Con lo que nadie contaba en el reino, era que el nuevo monarca fuese muy consciente de sus limitaciones. Sus instructores y Paco se lo hacían ver todos los días. Por no tener, no tenía ni siquiera los ánimos belicosos y conquistadores de sus antepasados. Por ello, sabedor de que no sería capaz de dirigir el reino, Julián “el bobo” decidió instaurar el puesto de primer ministro y supo elegir a un hombre de la región de la Piara (el reino se componía de las coronas de Toro y Piara) para que llevara a cabo todas las políticas del reino. Eso sí, desde el primer día quedó claro que el monarca tendría todos los privilegios sin ninguna responsabilidad. De esta forma, él podía destituir a su primer ministro y asesores según su capricho, apropiarse de las arcas públicas y, por supuesto, tenía derecho de pernada entre todas las mozas del reino. Ese derecho había sido abolido por su antecesor bajo la premisa de que, si el rey no podía gozar en el lecho con una dama, nadie podía salvo si estaban casados.

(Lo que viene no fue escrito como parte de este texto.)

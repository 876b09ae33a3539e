//! HTTP integration.
//!
//! Responsibilities:
//! - Derive an action identity from request metadata
//! - Keep one tracker per in-flight request, keyed by a request key
//! - Start before the handler, complete after it (5xx counts as a failure)
//!
//! Complete for an unknown key means the request was never tracked; it is
//! ignored.

use std::sync::atomic::{AtomicU64, Ordering};
use std::sync::Arc;

use axum::{
    extract::{MatchedPath, Request, State},
    http::header::HOST,
    middleware::Next,
    response::Response,
    Router,
};
use dashmap::DashMap;

use actionperf_core::ActionIdentity;

use crate::monitor::PerfMonitor;
use crate::tracker::PerformanceTracker;

/// Key of one in-flight request: process id plus a per-process sequence.
#[derive(Debug, Clone, Copy, PartialEq, Eq, Hash)]
pub struct RequestKey {
    pub process_id: u32,
    pub seq: u64,
}

pub struct WebPerformanceTracker {
    monitor: PerfMonitor,
    in_flight: DashMap<RequestKey, PerformanceTracker>,
    seq: AtomicU64,
}

impl WebPerformanceTracker {
    pub fn new(monitor: PerfMonitor) -> Self {
        Self {
            monitor,
            in_flight: DashMap::new(),
            seq: AtomicU64::new(1),
        }
    }

    pub fn monitor(&self) -> &PerfMonitor {
        &self.monitor
    }

    pub fn next_key(&self) -> RequestKey {
        RequestKey {
            process_id: self.monitor.process_id(),
            seq: self.seq.fetch_add(1, Ordering::Relaxed),
        }
    }

    /// Number of requests started and not yet completed.
    pub fn in_flight(&self) -> usize {
        self.in_flight.len()
    }

    pub fn process_action_start(&self, key: RequestKey, identity: ActionIdentity) {
        let mut tracker = self.monitor.tracker(identity);
        tracker.start();
        if let Some(stale) = self.in_flight.insert(key, tracker) {
            // dropping a running tracker completes it as failed
            tracing::debug!(
                ?key,
                identity = %stale.identity(),
                "request key reused; previous tracker abandoned"
            );
        }
    }

    pub fn process_action_complete(&self, key: RequestKey, unhandled_exception: bool) {
        match self.in_flight.remove(&key) {
            Some((_, mut tracker)) => tracker.complete(unhandled_exception),
            None => tracing::trace!(?key, "no tracker for request; not tracking"),
        }
    }

    /// Identity for a request: resource is the host, operation the matched
    /// route (or the raw path when routing has not happened yet).
    pub fn identity_from_request<B>(&self, req: &axum::http::Request<B>) -> ActionIdentity {
        let host = req
            .headers()
            .get(HOST)
            .and_then(|v| v.to_str().ok())
            .or_else(|| req.uri().host())
            .map(strip_port)
            .unwrap_or("localhost");

        let operation = req
            .extensions()
            .get::<MatchedPath>()
            .map(|m| m.as_str())
            .unwrap_or_else(|| req.uri().path());

        self.monitor.identity(
            host,
            operation,
            req.method().as_str(),
            req.uri().query().unwrap_or(""),
        )
    }
}

fn strip_port(host: &str) -> &str {
    if host.starts_with('[') {
        // [v6]:port
        return match host.find(']') {
            Some(end) => &host[..=end],
            None => host,
        };
    }
    match host.rsplit_once(':') {
        Some((h, port)) if port.chars().all(|c| c.is_ascii_digit()) => h,
        _ => host,
    }
}

/// Completes the request as failed if the handler future is dropped early.
struct CompletionGuard {
    web: Arc<WebPerformanceTracker>,
    key: RequestKey,
    armed: bool,
}

impl CompletionGuard {
    fn finish(mut self, unhandled_exception: bool) {
        self.armed = false;
        self.web.process_action_complete(self.key, unhandled_exception);
    }
}

impl Drop for CompletionGuard {
    fn drop(&mut self) {
        if self.armed {
            self.web.process_action_complete(self.key, true);
        }
    }
}

/// Middleware: track every routed request. Install with `route_layer` so the
/// matched route is known.
pub async fn track_actions(
    State(web): State<Arc<WebPerformanceTracker>>,
    req: Request,
    next: Next,
) -> Response {
    let key = web.next_key();
    let identity = web.identity_from_request(&req);
    web.process_action_start(key, identity);

    let guard = CompletionGuard { web, key, armed: true };
    let res = next.run(req).await;
    guard.finish(res.status().is_server_error());
    res
}

/// Wrap every route of `router` with [`track_actions`].
pub fn instrument<S>(router: Router<S>, web: Arc<WebPerformanceTracker>) -> Router<S>
where
    S: Clone + Send + Sync + 'static,
{
    router.route_layer(axum::middleware::from_fn_with_state(web, track_actions))
}

#[cfg(test)]
mod tests {
    use super::strip_port;

    #[test]
    fn ports_are_stripped() {
        assert_eq!(strip_port("example.com:8080"), "example.com");
        assert_eq!(strip_port("example.com"), "example.com");
        assert_eq!(strip_port("[::1]:8080"), "[::1]");
        assert_eq!(strip_port("[::1]"), "[::1]");
    }
}
//! Off-thread delivery of metric notifications.
//!
//! Re-exports the dispatcher so downstream consumers can depend on this
//! module directly.

pub mod dispatcher;

pub use dispatcher::{CompletionTicket, DispatchSnapshot, Event, NotificationDispatcher};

Por fortuna, el noble elegido; Rodolfo Juárez, era un hombre bondadoso. Al poco tiempo de tomar el poder, permitió el retorno de todos los exiliados y convenció al monarca para que perdonase a todos los seguidores encarcelados de “Manuel, el Rojo”. De igual manera, anuló el derecho a recurrir al juicio de Dios en los juzgados. Más de una vez en los juzgados, los burgueses presentaban quejas ante los tribunales por desmanes cometidos por los caballeros y los jueces les daban la razón. Entonces, el caballero recurría al juicio de Dios y, como el burgués no sabía combatir, acababa pidiendo perdón al noble ofensor. Finalmente, Juárez abrió las puertas de su reino al comercio con otras naciones e incluso permitió que los trovadores y heraldos reemprendiesen su oficio durante tantos años prohibido por el rey Paco.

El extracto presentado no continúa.